The pandemic has forced employers and employees alike to rethink the world of work. Whether the rapid shift to remote work to challenges recruiting top talent, evolving workplace expectations to critical calls for diversity, equity and inclusion – employers and employees are embracing new concepts and approaches. 

Speaking at the Toronto Board of Trade’s Workforce Summit 2.0: Closing the Talent Gap, University of Waterloo President Vivek Goel discussed the shared responsibility of the post-secondary education sector and industry to develop the talent that will reshape our local and global post-pandemic recovery. “We clearly have a talent crisis,” explains Goel. “There are three main areas post-secondary education can help in addressing the gaps: producing new talent – our students; reskilling and upskilling existing talent – those working already; and helping bringing new talent into the country – our international students who become immigrants.” 

The summit brought together business and thought leaders to get to the root of the transformational challenges facing industry, and unlock solutions that leverage the global talent pool and identify what organizations need to do to win. 

A pioneer in co-operative education, Waterloo has a rich history of working alongside industry to building work-integrated learning programs. 

Recently, the Business and Higher Education RoundTable suggested that “work-integrated learning remains the gold standard to develop, recruit, and transition new grads into the workplace. Companies are increasingly adopting WIL as part of their recruitment strategies and collaborating with post-secondary education institutions to do so.”  

According to Goel, Waterloo’s on-going success in this area is establishing deep engagements with workplaces that have led to research partnerships that provide purpose-driven collaborations.    

“We’re using our rich dataset of work term postings to identify the key skills that employers are looking for, to develop our Future Ready Talent Framework.” The framework now informs the institution’s co-op evaluations, work term consultations with employers, professional development courses and career workshops for students.   

As a result, Waterloo students graduate much better prepared for the changing nature of work.  

Working directly with industry partners, Waterloo launched the WE Accelerate program, a curriculum specifically intended to prepare first-year work term students. The program provides students with a week of synchronous career curriculum, followed by a month of skills development with corporate partners. WatSpeed is another intiative that connects Waterloo with external partners to create programs to help professionals keep pace with emerging technologies and understand their impact on busineses, economies, the environment, and society.    
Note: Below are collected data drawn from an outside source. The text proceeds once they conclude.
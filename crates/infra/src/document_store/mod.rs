//! Collection-oriented document store boundary.
//!
//! Handlers and orchestrators only see [`DocumentStore`]; the backend (in-memory for
//! tests/dev, Postgres JSONB for persistence) is chosen once at startup by [`open`].

pub mod in_memory;
pub mod postgres;
pub mod query;
pub mod r#trait;

use std::sync::Arc;

pub use in_memory::InMemoryDocumentStore;
pub use postgres::PostgresDocumentStore;
pub use query::Filter;
pub use r#trait::{DocumentStore, StoredDocument};

use crate::config::StoreConfig;
use crate::error::StoreError;

/// Open the configured backend. Call once per process and [`DocumentStore::close`] it
/// on shutdown.
pub async fn open(config: &StoreConfig) -> Result<Arc<dyn DocumentStore>, StoreError> {
    match config {
        StoreConfig::InMemory => {
            tracing::info!("using in-memory document store");
            Ok(Arc::new(InMemoryDocumentStore::new()))
        }
        StoreConfig::Postgres {
            url,
            max_connections,
        } => {
            tracing::info!(max_connections, "connecting to postgres document store");
            let store = PostgresDocumentStore::connect(url, *max_connections).await?;
            Ok(Arc::new(store))
        }
    }
}
// ---------------------------------------------------------------------------
// Spill rewriting.

/// Give every spilled register a slot, and route each of its uses and
/// defs through a fresh register with a reload before or a save after.
fn rewrite_spills(func: &mut rtl::Function, spills: &[Reg], unspillable: &mut HashSet<Reg>) {
    use rtl::Inst;

    let mut slot_of = std::collections::HashMap::new();
    for &r in spills {
        let slot = func.spill_slots.push(func.reg_type(r));
        slot_of.insert(r, slot);
    }

    let nodes: Vec<Node> = func.code.keys().collect();
    for n in nodes {
        let mut inst = func.code[n].clone();

        // Replace spilled uses with fresh reloaded registers.
        let mut reloads: SmallVec<[(rtl::SpillSlot, Reg); 2]> = SmallVec::new();
        {
            let mut replace = |r: &mut Reg, func: &mut rtl::Function| {
                if let Some(&slot) = slot_of.get(r) {
                    let fresh = func.new_reg(func.reg_type(*r));
                    unspillable.insert(fresh);
                    reloads.push((slot, fresh));
                    *r = fresh;
                }
            };
            match &mut inst {
                Inst::Iop { args, .. } | Inst::Icond { args, .. } => {
                    for a in args.iter_mut() {
                        replace(a, func);
                    }
                }
                Inst::Iload { args, .. } => {
                    for a in args.iter_mut() {
                        replace(a, func);
                    }
                }
                Inst::Istore { args, src, .. } => {
                    for a in args.iter_mut() {
                        replace(a, func);
                    }
                    replace(src, func);
                }
                Inst::Icall { callee, args, .. } | Inst::Itailcall { callee, args, .. } => {
                    for a in args.iter_mut() {
                        replace(a, func);
                    }
                    if let rtl::Callee::Reg(r) = callee {
                        replace(r, func);
                    }
                }
                Inst::Ibuiltin { args, .. } => {
                    for a in args.iter_mut() {
                        replace(a, func);
                    }
                }
                Inst::Ijumptable { arg, .. } => replace(arg, func),
                Inst::Ireturn(Some(r)) => replace(r, func),
                Inst::Isetstack { src, .. } => replace(src, func),
                Inst::Inop { .. } | Inst::Ireturn(None) | Inst::Igetstack { .. } => {}
            }
        }

        // Replace a spilled def with a fresh register saved afterwards.
        let mut save: Option<(Reg, rtl::SpillSlot)> = None;
        {
            let mut replace_def = |d: &mut Reg, func: &mut rtl::Function| {
                if let Some(&slot) = slot_of.get(d) {
                    let fresh = func.new_reg(func.reg_type(*d));
                    unspillable.insert(fresh);
                    save = Some((fresh, slot));
                    *d = fresh;
                }
            };
            match &mut inst {
                Inst::Iop { dest, .. }
                | Inst::Iload { dest, .. }
                | Inst::Igetstack { dest, .. } => replace_def(dest, func),
                Inst::Icall {
                    dest: Some(dest), ..
                }
                | Inst::Ibuiltin {
                    dest: Some(dest), ..
                } => replace_def(dest, func),
                _ => {}
            }
        }

        // The save, if any, goes on a fresh node after the instruction.
        if let Some((fresh, slot)) = save {
            let orig_succ = single_succ(&inst);
            let save_node = func.code.push(Inst::Isetstack {
                src: fresh,
                slot,
                succ: orig_succ,
            });
            set_single_succ(&mut inst, save_node);
        }

        if reloads.is_empty() {
            func.code[n] = inst;
            continue;
        }

        // Node n holds the first reload so predecessors need no fixup;
        // the remaining reloads and the instruction chain behind it.
        let mut chain = func.code.push(inst);
        let count = reloads.len();
        for &(slot, fresh) in reloads.iter().rev().take(count - 1) {
            chain = func.code.push(Inst::Igetstack {
                slot,
                dest: fresh,
                succ: chain,
            });
        }
        let (slot, fresh) = reloads[0];
        func.code[n] = Inst::Igetstack {
            slot,
            dest: fresh,
            succ: chain,
        };
    }
}
//! The CminorSel intermediate representation.
//!
//! The output of instruction selection. Expressions are trees of machine
//! [`Operation`]s; memory accesses carry an [`Addressing`] mode and the
//! mode's register arguments; conditions are a little language of their own
//! ([`CondExpr`]) whose leaves are flat machine conditions and whose
//! interior nodes encode short-circuit combination. `Elet`/`Eletvar`
//! introduce de Bruijn-indexed bindings so the selector can share operand
//! values without inventing temporaries.

use crate::ir::data::DataItem;
use crate::ir::op::{Addressing, Condition, Operation};
use crate::ir::types::{Builtin, Chunk, Signature, Temp, Type};
use crate::symbols::Symbol;
use core::fmt;

/// A CminorSel expression.
#[derive(Clone, Debug, PartialEq)]
pub enum Expr {
    /// The value of a temporary.
    Evar(Temp),
    /// A machine operation applied to argument expressions.
    Eop(Operation, Vec<Expr>),
    /// Chunked load through an addressing mode.
    Eload(Chunk, Addressing, Vec<Expr>),
    /// Value of one of two branches selected by a condition.
    Econdition(Box<CondExpr>, Box<Expr>, Box<Expr>),
    /// Bind the first expression's value; `Eletvar(0)` references it in
    /// the second.
    Elet(Box<Expr>, Box<Expr>),
    /// Reference to the `n`-th enclosing `Elet` binding, 0 the nearest.
    Eletvar(u32),
}

/// A condition expression.
#[derive(Clone, Debug, PartialEq)]
pub enum CondExpr {
    /// Always true.
    CondTrue,
    /// Always false.
    CondFalse,
    /// A flat machine condition applied to argument expressions.
    CondCmp(Condition, Vec<Expr>),
    /// Negation.
    CondNot(Box<CondExpr>),
    /// Both conditions hold.
    CondAnd(Box<CondExpr>, Box<CondExpr>),
    /// At least one condition holds.
    CondOr(Box<CondExpr>, Box<CondExpr>),
}

/// A CminorSel statement.
#[derive(Clone, Debug, PartialEq)]
pub enum Stmt {
    /// Do nothing.
    Sskip,
    /// Assign to a temporary.
    Sset(Temp, Expr),
    /// Chunked store through an addressing mode; the last field is the
    /// stored value.
    Sstore(Chunk, Addressing, Vec<Expr>, Expr),
    /// Call; the callee is an address expression (RTLgen recognises
    /// `Eop(Oaddrsymbol, [])` as a direct call).
    Scall(Option<Temp>, Signature, Expr, Vec<Expr>),
    /// Builtin invocation.
    Sbuiltin(Option<Temp>, Builtin, Vec<Expr>),
    /// Sequencing.
    Sseq(Box<Stmt>, Box<Stmt>),
    /// Conditional.
    Sifthenelse(CondExpr, Box<Stmt>, Box<Stmt>),
    /// Infinite loop.
    Sloop(Box<Stmt>),
    /// An exit target.
    Sblock(Box<Stmt>),
    /// Jump past the `n`-th enclosing block.
    Sexit(u32),
    /// Dense jump table over the normalised scrutinee.
    Sswitch {
        /// Compare as 64-bit.
        is_long: bool,
        /// The normalised scrutinee.
        scrutinee: Expr,
        /// Exit depth per in-range value.
        targets: Vec<u32>,
        /// Exit depth for out-of-range values.
        default: u32,
    },
    /// Return, optionally with a value.
    Sreturn(Option<Expr>),
    /// A labelled statement.
    Slabel(Symbol, Box<Stmt>),
    /// Jump to a label in the same function.
    Sgoto(Symbol),
}

impl Stmt {
    /// Sequence two statements, dropping skips.
    pub fn seq(a: Stmt, b: Stmt) -> Stmt {
        match (a, b) {
            (Stmt::Sskip, b) => b,
            (a, Stmt::Sskip) => a,
            (a, b) => Stmt::Sseq(Box::new(a), Box::new(b)),
        }
    }
}

/// A CminorSel function.
#[derive(Clone, Debug)]
pub struct Function {
    /// Machine-level signature.
    pub sig: Signature,
    /// Temporaries receiving the parameters, in order.
    pub params: Vec<Temp>,
    /// Stack data bytes (unchanged from Cminor).
    pub stackspace: i64,
    /// All temporaries with their machine types.
    pub temps: Vec<(Temp, Type)>,
    /// The body.
    pub body: Stmt,
}

impl Function {
    /// The machine type of temporary `t`.
    pub fn temp_type(&self, t: Temp) -> Type {
        self.temps[t.as_u32() as usize].1
    }
}

/// A complete CminorSel program.
#[derive(Clone, Debug, Default)]
pub struct Program {
    /// Global data items.
    pub globals: Vec<(Symbol, DataItem)>,
    /// Function definitions.
    pub functions: Vec<(Symbol, Function)>,
    /// External functions with their signatures.
    pub externals: Vec<(Symbol, Signature)>,
}

impl fmt::Display for Expr {
    fn fmt(&self, f: &mut fmt::Formatter) -> fmt::Result {
        match self {
            Expr::Evar(t) => write!(f, "{}", t),
            Expr::Eop(op, args) => {
                write!(f, "(")?;
                crate::ir::op::print_operation(f, op, args)?;
                write!(f, ")")
            }
            Expr::Eload(chunk, mode, args) => {
                write!(f, "{}[", chunk)?;
                crate::ir::op::print_addressing(f, mode, args)?;
                write!(f, "]")
            }
            Expr::Econdition(c, a, b) => write!(f, "({} ? {} : {})", c, a, b),
            Expr::Elet(bound, body) => write!(f, "(let {} in {})", bound, body),
            Expr::Eletvar(n) => write!(f, "let#{}", n),
        }
    }
}

impl fmt::Display for CondExpr {
    fn fmt(&self, f: &mut fmt::Formatter) -> fmt::Result {
        match self {
            CondExpr::CondTrue => write!(f, "true"),
            CondExpr::CondFalse => write!(f, "false"),
            CondExpr::CondCmp(cond, args) => {
                crate::ir::op::print_condition(f, cond, args)
            }
            CondExpr::CondNot(c) => write!(f, "not ({})", c),
            CondExpr::CondAnd(a, b) => write!(f, "({}) and ({})", a, b),
            CondExpr::CondOr(a, b) => write!(f, "({}) or ({})", a, b),
        }
    }
}

impl fmt::Display for Function {
    fn fmt(&self, f: &mut fmt::Formatter) -> fmt::Result {
        write!(f, "(")?;
        for (i, t) in self.params.iter().enumerate() {
            if i != 0 {
                write!(f, ", ")?;
            }
            write!(f, "{}: {}", t, self.temp_type(*t))?;
        }
        match self.sig.ret {
            None => writeln!(f, "): void"),
            Some(ty) => writeln!(f, "): {}", ty),
        }?;
        writeln!(f, "{{")?;
        if self.stackspace > 0 {
            writeln!(f, "  stack {};", self.stackspace)?;
        }
        write_stmt(f, &self.body, 2)?;
        writeln!(f, "}}")
    }
}

fn write_stmt(f: &mut fmt::Formatter, s: &Stmt, indent: usize) -> fmt::Result {
    let pad = |f: &mut fmt::Formatter| write!(f, "{:1$}", "", indent);
    match s {
        Stmt::Sskip => {
            pad(f)?;
            writeln!(f, "skip;")
        }
        Stmt::Sset(t, e) => {
            pad(f)?;
            writeln!(f, "{} = {};", t, e)
        }
        Stmt::Sstore(chunk, mode, args, val) => {
            pad(f)?;
            write!(f, "{}[", chunk)?;
            crate::ir::op::print_addressing(f, mode, args)?;
            writeln!(f, "] = {};", val)
        }
        Stmt::Scall(dest, sig, callee, args) => {
            pad(f)?;
            if let Some(t) = dest {
                write!(f, "{} = ", t)?;
            }
            write!(f, "{}(", callee)?;
            for (i, a) in args.iter().enumerate() {
                if i != 0 {
                    write!(f, ", ")?;
                }
                write!(f, "{}", a)?;
            }
            writeln!(f, ") {};", sig)
        }
        Stmt::Sbuiltin(dest, b, args) => {
            pad(f)?;
            if let Some(t) = dest {
                write!(f, "{} = ", t)?;
            }
            write!(f, "{}(", b)?;
            for (i, a) in args.iter().enumerate() {
                if i != 0 {
                    write!(f, ", ")?;
                }
                write!(f, "{}", a)?;
            }
            writeln!(f, ");")
        }
        Stmt::Sseq(a, b) => {
            write_stmt(f, a, indent)?;
            write_stmt(f, b, indent)
        }
        Stmt::Sifthenelse(c, a, b) => {
            pad(f)?;
            writeln!(f, "if ({}) {{", c)?;
            write_stmt(f, a, indent + 2)?;
            pad(f)?;
            writeln!(f, "}} else {{")?;
            write_stmt(f, b, indent + 2)?;
            pad(f)?;
            writeln!(f, "}}")
        }
        Stmt::Sloop(body) => {
            pad(f)?;
            writeln!(f, "loop {{")?;
            write_stmt(f, body, indent + 2)?;
            pad(f)?;
            writeln!(f, "}}")
        }
        Stmt::Sblock(body) => {
            pad(f)?;
            writeln!(f, "block {{")?;
            write_stmt(f, body, indent + 2)?;
            pad(f)?;
            writeln!(f, "}}")
        }
        Stmt::Sexit(n) => {
            pad(f)?;
            writeln!(f, "exit {};", n)
        }
        Stmt::Sswitch {
            is_long,
            scrutinee,
            targets,
            default,
        } => {
            pad(f)?;
            write!(
                f,
                "{} ({}) [",
                if *is_long { "switchl" } else { "switch" },
                scrutinee
            )?;
            for (i, t) in targets.iter().enumerate() {
                if i != 0 {
                    write!(f, ", ")?;
                }
                write!(f, "exit {}", t)?;
            }
            writeln!(f, "] default exit {};", default)
        }
        Stmt::Sreturn(None) => {
            pad(f)?;
            writeln!(f, "return;")
        }
        Stmt::Sreturn(Some(e)) => {
            pad(f)?;
            writeln!(f, "return {};", e)
        }
        Stmt::Slabel(l, s) => {
            writeln!(f, "{}:", l)?;
            write_stmt(f, s, indent)
        }
        Stmt::Sgoto(l) => {
            pad(f)?;
            writeln!(f, "goto {};", l)
        }
    }
}

impl fmt::Display for Program {
    fn fmt(&self, f: &mut fmt::Formatter) -> fmt::Result {
        for (name, g) in &self.globals {
            let kind = if g.readonly { "readonly " } else { "" };
            writeln!(f, "{}var \"{}\"[{}, align {}]", kind, name, g.size, g.align)?;
        }
        for (name, sig) in &self.externals {
            writeln!(f, "extern \"{}\"{}", name, sig)?;
        }
        for (name, func) in &self.functions {
            write!(f, "\"{}\"{}", name, func)?;
        }
        Ok(())
    }
}

#[cfg(test)]
mod tests {
    use super::*;
    use crate::ir::op::ShiftOp;
    use crate::ir::types::Comparison;

    #[test]
    fn expr_display() {
        let e = Expr::Eop(
            Operation::Oaddshift(ShiftOp::Lsl, 2),
            vec![
                Expr::Evar(Temp::from_u32(1)),
                Expr::Evar(Temp::from_u32(2)),
            ],
        );
        assert_eq!(e.to_string(), "($1 + ($2 lsl 2))");
    }

    #[test]
    fn load_display() {
        let e = Expr::Eload(
            Chunk::Int32,
            Addressing::Aindexed(8),
            vec![Expr::Evar(Temp::from_u32(3))],
        );
        assert_eq!(e.to_string(), "int32[$3 + 8]");
    }

    #[test]
    fn condexpr_display() {
        let c = CondExpr::CondAnd(
            Box::new(CondExpr::CondCmp(
                Condition::Ccompimm(Comparison::Lt, 10),
                vec![Expr::Evar(Temp::from_u32(0))],
            )),
            Box::new(CondExpr::CondTrue),
        );
        assert_eq!(c.to_string(), "($0 < 10) and (true)");
    }
}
“It is crucial for learners to be agile, and be able to transfer skills from industry to another,” Goel told the summit audience. “Not only that, regardless of discipline, university students benefit from broad humanist training that helps them understand how their education relates to broader society.” 

While supporting learners throughout their career lifecycle, Goel also pointed to the need for industry to adapt their practices to retain top-talent. “As an institution, Waterloo is working alongside industry to maintain the momentum behind Ontario’s and Canada’s growing innovation ecosystem.” 

These complex issues will be investigated at next month’s Waterloo Innovation Summit on April 14.